Stored dataset items:

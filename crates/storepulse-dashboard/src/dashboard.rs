//! Dashboard facade
//!
//! Owns the collection sources, the per-view traversal limits and the event
//! sink, and serves every view through an injected [`QueryStore`]. Views are
//! defined in [`crate::views`].

use crate::config::{DashboardConfig, ViewLimits};
use crate::sources::Sources;
use std::sync::Arc;
use storepulse_cache::{Janitor, QueryStore, spawn_janitor};
use storepulse_core::{CollectionQuery, EventSink, QueryKey, Record, Result, TracingSink};
use storepulse_egress::{HttpCollection, SessionListener};
use storepulse_traversal::{CancellationToken, Traversal, TraversalLimits, TraversalOutcome};
use tracing::info;

/// Cache scopes, one per view
pub mod scopes {
    pub const SALES_KPIS: &str = "sales-kpis";
    pub const DASHBOARD_SALES: &str = "dashboard-sales";
    pub const LATEST_SALES: &str = "latest-sales";
    pub const INVENTORY_OVERVIEW: &str = "inventory-overview";
    pub const PRODUCTS: &str = "products";
    pub const PRODUCT_KPIS: &str = "product-kpis";
    pub const BRANCHES: &str = "branches";
    pub const WAREHOUSES: &str = "warehouses";
}

#[derive(Clone)]
pub struct Dashboard {
    pub(crate) sources: Sources,
    pub(crate) limits: ViewLimits,
    pub(crate) sink: Arc<dyn EventSink>,
    pub(crate) store: QueryStore,
}

impl Dashboard {
    pub fn new(sources: Sources, store: QueryStore) -> Self {
        Self {
            sources,
            limits: ViewLimits::default(),
            sink: TracingSink::shared(),
            store,
        }
    }

    /// Build the HTTP-backed dashboard described by `config`
    pub fn from_config(
        config: &DashboardConfig,
        store: QueryStore,
        session: Arc<dyn SessionListener>,
    ) -> Result<Self> {
        config.limits.validate()?;
        let collection = HttpCollection::new(config.api.clone(), config.http.clone())?
            .with_session_listener(session);

        info!(base_url = %config.api.base_url, "dashboard data layer ready");
        Ok(Self::new(Sources::http(collection), store).with_limits(config.limits))
    }

    pub fn with_limits(mut self, limits: ViewLimits) -> Self {
        self.limits = limits;
        self
    }

    /// Sink receiving traversal events; the store keeps its own
    pub fn with_sink(mut self, sink: Arc<dyn EventSink>) -> Self {
        self.sink = sink;
        self
    }

    pub fn store(&self) -> &QueryStore {
        &self.store
    }

    pub fn limits(&self) -> &ViewLimits {
        &self.limits
    }

    /// Run retention sweeps on this dashboard's store every `interval`
    pub fn start_janitor(&self, interval: std::time::Duration) -> Janitor {
        spawn_janitor(self.store.clone(), interval)
    }

    /// Mark every cached entry under `prefix` stale.
    ///
    /// Mutation paths call this after writing; in-flight loads for matching
    /// keys are detached and their results discarded.
    pub fn invalidate(&self, prefix: &QueryKey) -> usize {
        self.store.invalidate(prefix)
    }

    /// Invalidate every view derived from sales
    pub fn invalidate_sales(&self) -> usize {
        [scopes::SALES_KPIS, scopes::DASHBOARD_SALES, scopes::LATEST_SALES]
            .into_iter()
            .map(|scope| self.invalidate(&QueryKey::new(scope)))
            .sum()
    }

    /// Invalidate stock views
    pub fn invalidate_inventory(&self) -> usize {
        self.invalidate(&QueryKey::new(scopes::INVENTORY_OVERVIEW))
    }

    /// Invalidate the product catalog and the views priced from it
    pub fn invalidate_products(&self) -> usize {
        [
            scopes::PRODUCTS,
            scopes::PRODUCT_KPIS,
            scopes::INVENTORY_OVERVIEW,
        ]
        .into_iter()
        .map(|scope| self.invalidate(&QueryKey::new(scope)))
        .sum()
    }

    pub(crate) async fn traverse<R: Record>(
        &self,
        source: Arc<dyn storepulse_core::CollectionSource<R>>,
        limits: TraversalLimits,
        query: &CollectionQuery,
        cancel: &CancellationToken,
    ) -> Result<TraversalOutcome<R>> {
        Traversal::new(source, limits)
            .with_sink(self.sink.clone())
            .run(query, cancel)
            .await
    }
}
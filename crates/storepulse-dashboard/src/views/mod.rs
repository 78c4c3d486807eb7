//! Per-view logical queries
//!
//! Each view pairs a cache scope, a freshness policy and traversal limits
//! with a loader that traverses its collection and aggregates the result.
//! `*_query` builds the [`crate::ViewQuery`] for callers that want a
//! consumer task; the plain method serves it once through the store.

pub mod catalog;
pub mod inventory;
pub mod overview;
pub mod sales;

#[cfg(test)]
pub(crate) mod test_support;
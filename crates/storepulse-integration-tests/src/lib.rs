//! End-to-end integration tests for StorePulse
//!
//! The tests under `tests/` drive the dashboard views against a mocked
//! collection API. This library holds the shared page and record fixtures.

use serde_json::{Value, json};
use std::sync::Arc;
use storepulse_cache::QueryStore;
use storepulse_core::EventSink;
use storepulse_dashboard::{Dashboard, DashboardConfig};
use storepulse_egress::{ApiConfig, HttpClientConfig, NoopSessionListener, SessionListener};

/// Wire JSON for one sale
pub fn sale_json(id: i64, issued_at: &str, branch: &str, total: &str, cancelled: bool) -> Value {
    json!({
        "sale_id": id,
        "issued_at": issued_at,
        "branch_id": branch,
        "register_id": "r1",
        "total": total,
        "cancelled": cancelled,
        "payments_summary": format!("CASH:{}", total)
    })
}

/// Wire JSON for a page; `next` is `(primary, secondary)`
pub fn page_json(items: Vec<Value>, next: Option<(&str, i64)>) -> Value {
    json!({
        "items": items,
        "next_cursor": next.map(|(primary, secondary)| json!({
            "primary": primary,
            "secondary": secondary
        }))
    })
}

/// `count` active sales of 1.00 each, ids descending from `first_id`
pub fn uniform_sales(first_id: i64, count: i64, issued_at: &str) -> Vec<Value> {
    (0..count)
        .map(|offset| sale_json(first_id - offset, issued_at, "north", "1.00", false))
        .collect()
}

/// Configuration pointing at a mock server, with fast retries
pub fn test_config(base_url: &str) -> DashboardConfig {
    DashboardConfig {
        api: ApiConfig::new(base_url).with_token("test-token"),
        http: HttpClientConfig {
            page_timeout_ms: 2_000,
            retry_base_delay_ms: 1,
            ..Default::default()
        },
        ..Default::default()
    }
}

/// Dashboard over HTTP with its own store
pub fn http_dashboard(base_url: &str) -> Dashboard {
    http_dashboard_with(base_url, None, Arc::new(NoopSessionListener))
}

pub fn http_dashboard_with(
    base_url: &str,
    sink: Option<Arc<dyn EventSink>>,
    session: Arc<dyn SessionListener>,
) -> Dashboard {
    let store = match sink.clone() {
        Some(sink) => QueryStore::with_sink(sink),
        None => QueryStore::new(),
    };
    let dashboard = Dashboard::from_config(&test_config(base_url), store, session)
        .expect("test dashboard");
    match sink {
        Some(sink) => dashboard.with_sink(sink),
        None => dashboard,
    }
}
//! Domain records served by the dashboard API
//!
//! Monetary and quantity fields are kept as [`Numeric`] exactly as they came
//! over the wire and are only turned into numbers through [`to_number`].

use crate::numeric::{Numeric, to_number};
use crate::record::Record;
use chrono::NaiveDate;
use serde::{Deserialize, Serialize};

/// Calendar day taken from the leading `YYYY-MM-DD` of a date or datetime
/// string. The record's own date component is used as-is; no timezone
/// conversion is applied, so late-evening records never shift a day.
pub fn calendar_day(value: &str) -> Option<NaiveDate> {
    let head = value.get(..10)?;
    NaiveDate::parse_from_str(head, "%Y-%m-%d").ok()
}

/// A sale as listed by `GET /sales`
#[derive(Debug, Clone, PartialEq, Serialize, Deserialize)]
pub struct Sale {
    pub sale_id: i64,
    /// ISO date or datetime of issue
    pub issued_at: String,
    pub branch_id: String,
    #[serde(default)]
    pub register_id: String,
    #[serde(default)]
    pub subtotal: Option<Numeric>,
    #[serde(default)]
    pub tax: Option<Numeric>,
    #[serde(default)]
    pub total: Option<Numeric>,
    #[serde(default)]
    pub cancelled: bool,
    /// Payment split, e.g. `"CASH:100.00,TRF:50.00"`
    #[serde(default)]
    pub payments_summary: Option<String>,
}

impl Sale {
    pub fn total_amount(&self) -> f64 {
        to_number(self.total.as_ref(), "total")
    }

    pub fn day(&self) -> Option<NaiveDate> {
        calendar_day(&self.issued_at)
    }

    /// Amounts per payment method code (lower-cased), summed within this sale
    pub fn payments(&self) -> Vec<(String, f64)> {
        let Some(summary) = self.payments_summary.as_deref() else {
            return Vec::new();
        };

        let mut methods: Vec<(String, f64)> = Vec::new();
        for part in summary.split(',') {
            let Some((method, amount)) = part.trim().split_once(':') else {
                continue;
            };
            let method = method.trim().to_lowercase();
            if method.is_empty() || amount.trim().is_empty() {
                continue;
            }
            let amount = to_number(Some(&Numeric::Text(amount.to_string())), "payments_summary");
            match methods.iter_mut().find(|(m, _)| *m == method) {
                Some((_, total)) => *total += amount,
                None => methods.push((method, amount)),
            }
        }
        methods
    }
}

impl Record for Sale {
    type Key = i64;
    const COLLECTION: &'static str = "/sales";

    fn natural_key(&self) -> i64 {
        self.sale_id
    }

    fn validate(&self) -> Result<(), String> {
        if self.sale_id <= 0 {
            return Err(format!("sale_id must be positive, got {}", self.sale_id));
        }
        if self.day().is_none() {
            return Err(format!("issued_at '{}' has no calendar date", self.issued_at));
        }
        if self.branch_id.trim().is_empty() {
            return Err("branch_id is empty".to_string());
        }
        Ok(())
    }
}

/// Stock of one SKU in one warehouse, from `GET /inventory`
#[derive(Debug, Clone, PartialEq, Serialize, Deserialize)]
pub struct InventoryLine {
    pub sku: String,
    pub warehouse: String,
    #[serde(default)]
    pub on_hand: Option<Numeric>,
    #[serde(default)]
    pub updated_at: String,
}

impl InventoryLine {
    pub fn quantity(&self) -> f64 {
        to_number(self.on_hand.as_ref(), "on_hand")
    }
}

impl Record for InventoryLine {
    type Key = (String, String);
    const COLLECTION: &'static str = "/inventory";

    fn natural_key(&self) -> (String, String) {
        (self.sku.clone(), self.warehouse.clone())
    }

    fn validate(&self) -> Result<(), String> {
        if self.sku.trim().is_empty() || self.warehouse.trim().is_empty() {
            return Err("inventory line needs both sku and warehouse".to_string());
        }
        Ok(())
    }
}

/// Catalog product, from `GET /products`
#[derive(Debug, Clone, PartialEq, Serialize, Deserialize)]
pub struct Product {
    pub sku: String,
    #[serde(default)]
    pub description: Option<String>,
    #[serde(default)]
    pub brand: Option<String>,
    #[serde(default)]
    pub line: Option<String>,
    #[serde(default)]
    pub unit: Option<String>,
    #[serde(default)]
    pub price: Option<Numeric>,
}

impl Product {
    pub fn unit_price(&self) -> f64 {
        to_number(self.price.as_ref(), "price")
    }
}

impl Record for Product {
    type Key = String;
    const COLLECTION: &'static str = "/products";

    fn natural_key(&self) -> String {
        self.sku.clone()
    }

    fn validate(&self) -> Result<(), String> {
        if self.sku.trim().is_empty() {
            return Err("product sku is empty".to_string());
        }
        Ok(())
    }
}

/// Branch (point of sale), from `GET /branches`
#[derive(Debug, Clone, PartialEq, Serialize, Deserialize)]
pub struct Branch {
    pub code: String,
    pub name: String,
    #[serde(default = "default_true")]
    pub active: bool,
}

impl Record for Branch {
    type Key = String;
    const COLLECTION: &'static str = "/branches";

    fn natural_key(&self) -> String {
        self.code.clone()
    }

    fn validate(&self) -> Result<(), String> {
        if self.code.trim().is_empty() {
            return Err("branch code is empty".to_string());
        }
        Ok(())
    }
}

/// Stock location, from `GET /warehouses`
#[derive(Debug, Clone, PartialEq, Serialize, Deserialize)]
pub struct Warehouse {
    pub id: String,
    pub name: String,
    #[serde(default = "default_true")]
    pub active: bool,
}

impl Record for Warehouse {
    type Key = String;
    const COLLECTION: &'static str = "/warehouses";

    fn natural_key(&self) -> String {
        self.id.clone()
    }

    fn validate(&self) -> Result<(), String> {
        if self.id.trim().is_empty() {
            return Err("warehouse id is empty".to_string());
        }
        Ok(())
    }
}

fn default_true() -> bool {
    true
}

> [To do]
Read the entries and show each line that mentions "info".

> [Task response]
use tracing::info;
        info!(base_url = %config.api.base_url, "dashboard data layer ready");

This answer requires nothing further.